Source information
BEGIN

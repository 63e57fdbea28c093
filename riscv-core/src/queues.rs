//! Speculative load/store queues used to model rollback on imprecise bus errors, `spec.md` §4.5.
//!
//! Grounded on `original_source/Core.cpp`'s `putInStoreQueue`/`putInLoadQueue`/
//! `invalidateInLoadQueue`/`removeFromLoadQueue`/`applyStoreException`/`applyLoadException`: the
//! original supplies the exact tie-breaking rules `spec.md` only describes in prose (oldest
//! matching `prevData` when several invalidated entries target the same register, trimming a
//! store record at a double-word boundary rather than discarding it outright). The Rust shape
//! (index-based `VecDeque`, a `valid` flag instead of removal) follows `spec.md` §9 Design Notes.

use std::collections::VecDeque;

use thiserror::Error;

use crate::registers::Specifier;

/// Outcome of [`StoreQueue::apply_exception`]/[`LoadQueue::apply_exception`] when exactly one
/// queue entry matched the faulting address.
#[derive(Debug, Clone, Copy, PartialEq, Eq)]
pub enum RollbackOutcome {
    Matched,
}

/// `spec.md` §4.5/§7: "Zero or multiple matches are a hard error" returned to the caller rather
/// than silently mutating partial state.
#[derive(Debug, Error, Clone, Copy, PartialEq, Eq)]
pub enum RollbackError {
    #[error("imprecise bus error at {addr:#x} matches no entry in the queue")]
    NoMatch { addr: u64 },
    #[error("imprecise bus error at {addr:#x} matches {matches} entries in the queue")]
    MultipleMatches { addr: u64, matches: usize },
}

#[derive(Debug, Clone, Copy)]
struct StoreEntry {
    addr: u64,
    size: u64,
    new_data: u64,
    prev_data: u64,
}

/// Bounded FIFO of in-flight stores, used to roll memory back to its pre-store contents when an
/// imprecise store-bus-error is signalled after the store already committed.
#[derive(Debug, Clone)]
pub struct StoreQueue {
    entries: VecDeque<StoreEntry>,
    capacity: usize,
}

impl StoreQueue {
    pub fn new(capacity: usize) -> Self {
        Self { entries: VecDeque::with_capacity(capacity), capacity }
    }

    pub fn len(&self) -> usize {
        self.entries.len()
    }

    pub fn is_empty(&self) -> bool {
        self.entries.is_empty()
    }

    pub fn clear(&mut self) {
        self.entries.clear();
    }

    /// Records a completed store. A size-0 capacity or a DCCM-targeted store (per `spec.md` §4.3,
    /// DCCM stores never need rollback bookkeeping) is simply dropped.
    pub fn push(&mut self, addr: u64, size: u64, new_data: u64, prev_data: u64, is_dccm: bool) {
        if self.capacity == 0 || is_dccm {
            return;
        }
        if self.entries.len() >= self.capacity {
            self.entries.pop_front();
        }
        self.entries.push_back(StoreEntry { addr, size, new_data, prev_data });
    }

    /// `applyStoreException` (`spec.md` §4.5): restores bytes up to the next double-word
    /// boundary by overwriting memory with `prevData` via `poke`, trims the matched queue entry
    /// if it straddles that boundary, and replays subsequent queued stores over the restored
    /// range. When `rollback_enabled` is false, performs no mutation and simply reports a match.
    pub fn apply_exception(
        &mut self,
        addr: u64,
        rollback_enabled: bool,
        mut poke: impl FnMut(u64, u8),
    ) -> Result<RollbackOutcome, RollbackError> {
        if !rollback_enabled {
            return Ok(RollbackOutcome::Matched);
        }

        let matches = self.entries.iter().filter(|e| addr >= e.addr && addr < e.addr + e.size).count();
        if matches == 0 {
            return Err(RollbackError::NoMatch { addr });
        }
        if matches > 1 {
            return Err(RollbackError::MultipleMatches { addr, matches });
        }

        let hit_ix = self
            .entries
            .iter()
            .position(|e| addr >= e.addr && addr < e.addr + e.size)
            .expect("exactly one match verified above");

        let hit = self.entries[hit_ix];
        let offset = addr - hit.addr;
        let mut prev = hit.prev_data >> (offset * 8);
        let mut next_boundary_addr = addr;
        let mut trimmed: Option<StoreEntry> = None;
        for i in offset..hit.size {
            poke(next_boundary_addr, prev as u8);
            prev >>= 8;
            next_boundary_addr += 1;
            if next_boundary_addr % 8 != 0 {
                continue;
            }
            if i + 1 < hit.size {
                let new_data = hit.new_data >> ((i + 1 - offset) * 8);
                trimmed = Some(StoreEntry {
                    addr: next_boundary_addr,
                    size: hit.size - (i + 1),
                    new_data,
                    prev_data: prev,
                });
            }
            break;
        }
        let undo_end = next_boundary_addr;

        // Replay bytes of every *later* entry that also covers the now-restored range.
        for entry in self.entries.iter().skip(hit_ix + 1) {
            let mut data = entry.new_data;
            for byte_addr in entry.addr..entry.addr + entry.size {
                if byte_addr >= addr && byte_addr < undo_end {
                    poke(byte_addr, data as u8);
                }
                data >>= 8;
            }
        }

        match trimmed {
            Some(replacement) => self.entries[hit_ix] = replacement,
            None => {
                self.entries.remove(hit_ix);
            }
        }
        Ok(RollbackOutcome::Matched)
    }
}

#[derive(Debug, Clone, Copy)]
struct LoadEntry {
    addr: u64,
    size: u64,
    reg_ix: Specifier,
    prev_data: u64,
    valid: bool,
}

/// Bounded FIFO of in-flight (non-DCCM) loads, used to revert a destination register when an
/// imprecise load-bus-error is signalled after the load already committed.
#[derive(Debug, Clone)]
pub struct LoadQueue {
    entries: VecDeque<LoadEntry>,
    capacity: usize,
}

impl LoadQueue {
    pub fn new(capacity: usize) -> Self {
        Self { entries: VecDeque::with_capacity(capacity), capacity }
    }

    pub fn len(&self) -> usize {
        self.entries.len()
    }

    pub fn is_empty(&self) -> bool {
        self.entries.is_empty()
    }

    pub fn clear(&mut self) {
        self.entries.clear();
    }

    /// Records a non-DCCM load's destination register and its prior value, so it can be restored
    /// on a later `applyLoadException`/`applyLoadFinished`.
    pub fn push(&mut self, addr: u64, size: u64, reg_ix: Specifier, prev_data: u64) {
        if self.capacity == 0 {
            return;
        }
        if self.entries.len() >= self.capacity {
            self.entries.pop_front();
        }
        self.entries.push_back(LoadEntry { addr, size, reg_ix, prev_data, valid: true });
    }

    /// `spec.md` §4.3: called when `rs1` (the base register of a later load/store) is about to
    /// be consumed; any queue entry whose destination is `rs1` is invalidated (dependency stall)
    /// so a later exception cannot erroneously revert it.
    pub fn invalidate(&mut self, reg_ix: Specifier) {
        for entry in self.entries.iter_mut() {
            if entry.reg_ix == reg_ix {
                entry.valid = false;
            }
        }
    }

    /// `removeFromLoadQueue` (`spec.md` §4.3): called when `reg_ix` is about to be overwritten by
    /// a non-load instruction. The most recent valid entry targeting `reg_ix` is removed
    /// entirely; any older entries with the same target are invalidated (their value is now
    /// stale, stall semantics no longer apply to them).
    pub fn remove_for_write(&mut self, reg_ix: Specifier) {
        if reg_ix == Specifier::X0 {
            return;
        }
        let mut remove_ix = None;
        for ix in (0..self.entries.len()).rev() {
            if !self.entries[ix].valid || self.entries[ix].reg_ix != reg_ix {
                continue;
            }
            if remove_ix.is_none() {
                remove_ix = Some(ix);
            } else {
                self.entries[ix].valid = false;
            }
        }
        if let Some(ix) = remove_ix {
            self.entries.remove(ix);
        }
    }

    /// `applyLoadException`/`applyLoadFinished` (`spec.md` §4.5): finds the matching valid
    /// entry, returns `(reg, value)` to restore into the register file (picking the oldest
    /// `prevData` among older invalidated entries with the same target, per the original's
    /// "walking earlier invalidated entries" rule), then removes the entry.
    ///
    /// `match_oldest` is `applyLoadFinished`'s `matchOldest` flag (`spec.md` §6): when several
    /// entries match `addr`, pick the oldest instead of treating it as a hard error.
    pub fn apply_exception(
        &mut self,
        addr: u64,
        rollback_enabled: bool,
        match_oldest: bool,
    ) -> Result<(RollbackOutcome, Option<(Specifier, u64)>), RollbackError> {
        if !rollback_enabled {
            return Ok((RollbackOutcome::Matched, None));
        }

        let matches = self
            .entries
            .iter()
            .filter(|e| e.valid && addr >= e.addr && addr < e.addr + e.size)
            .count();
        if matches == 0 {
            return Err(RollbackError::NoMatch { addr });
        }
        if matches > 1 && !match_oldest {
            return Err(RollbackError::MultipleMatches { addr, matches });
        }

        let hit_ix = self
            .entries
            .iter()
            .position(|e| e.valid && addr >= e.addr && addr < e.addr + e.size)
            .expect("exactly one match verified above");
        let hit = self.entries[hit_ix];

        // A later entry with the same target register means the current register value is
        // already stale from our point of view; don't clobber it.
        let has_younger = self
            .entries
            .iter()
            .skip(hit_ix + 1)
            .any(|e| e.valid && e.reg_ix == hit.reg_ix);

        let restore = if has_younger {
            None
        } else {
            // Walk older invalidated entries with the same target to find the oldest prevData.
            let mut value = hit.prev_data;
            for entry in self.entries.iter().take(hit_ix).rev() {
                if entry.reg_ix == hit.reg_ix {
                    value = entry.prev_data;
                } else {
                    continue;
                }
            }
            Some((hit.reg_ix, value))
        };

        self.entries.remove(hit_ix);
        Ok((RollbackOutcome::Matched, restore))
    }
}

#[cfg(test)]
mod tests {
    use super::*;

    #[test]
    fn store_queue_evicts_oldest_past_capacity() {
        let mut q = StoreQueue::new(2);
        q.push(0x1000, 4, 1, 0, false);
        q.push(0x1004, 4, 2, 0, false);
        q.push(0x1008, 4, 3, 0, false);
        assert_eq!(q.len(), 2);
    }

    #[test]
    fn store_rollback_restores_bytes() {
        let mut q = StoreQueue::new(4);
        q.push(0x1000, 4, 0xAABBCCDD, 0x11223344, false);
        let mut restored = Vec::new();
        q.apply_exception(0x1000, true, |addr, byte| restored.push((addr, byte))).unwrap();
        assert_eq!(restored, vec![(0x1000, 0x44), (0x1001, 0x33), (0x1002, 0x22), (0x1003, 0x11)]);
        assert!(q.is_empty());
    }

    #[test]
    fn store_rollback_no_match_is_hard_error() {
        let mut q = StoreQueue::new(4);
        q.push(0x1000, 4, 0, 0, false);
        assert_eq!(q.apply_exception(0x2000, true, |_, _| {}), Err(RollbackError::NoMatch { addr: 0x2000 }));
    }

    #[test]
    fn load_queue_remove_for_write_drops_most_recent() {
        let mut q = LoadQueue::new(8);
        q.push(0x1000, 4, Specifier::from_u5(5), 1);
        q.push(0x1004, 4, Specifier::from_u5(5), 2);
        q.remove_for_write(Specifier::from_u5(5));
        assert_eq!(q.len(), 1);
    }

    #[test]
    fn load_exception_restores_prev_data() {
        let mut q = LoadQueue::new(8);
        q.push(0x1000, 4, Specifier::from_u5(5), 0xDEAD_BEEF);
        let (outcome, restore) = q.apply_exception(0x1000, true, false).unwrap();
        assert_eq!(outcome, RollbackOutcome::Matched);
        assert_eq!(restore, Some((Specifier::from_u5(5), 0xDEAD_BEEF)));
        assert!(q.is_empty());
    }

    #[test]
    fn load_exception_with_younger_same_target_does_not_restore() {
        let mut q = LoadQueue::new(8);
        q.push(0x1000, 4, Specifier::from_u5(5), 1);
        q.push(0x2000, 4, Specifier::from_u5(5), 2);
        let (_, restore) = q.apply_exception(0x1000, true, false).unwrap();
        assert_eq!(restore, None);
    }

    #[test]
    fn load_finished_with_match_oldest_picks_earliest_entry() {
        let mut q = LoadQueue::new(8);
        q.push(0x1000, 4, Specifier::from_u5(5), 11);
        q.push(0x1000, 4, Specifier::from_u5(6), 22);
        assert_eq!(
            q.apply_exception(0x1000, true, false),
            Err(RollbackError::MultipleMatches { addr: 0x1000, matches: 2 })
        );
        let (outcome, restore) = q.apply_exception(0x1000, true, true).unwrap();
        assert_eq!(outcome, RollbackOutcome::Matched);
        assert_eq!(restore, Some((Specifier::from_u5(5), 11)));
        assert_eq!(q.len(), 1);
    }
}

END

Task goal
All lines above in which the word "MultipleMatches" occurs should be identified and copied.

Task output
    MultipleMatches { addr: u64, matches: usize },
            return Err(RollbackError::MultipleMatches { addr, matches });
            return Err(RollbackError::MultipleMatches { addr, matches });
            Err(RollbackError::MultipleMatches { addr: 0x1000, matches: 2 })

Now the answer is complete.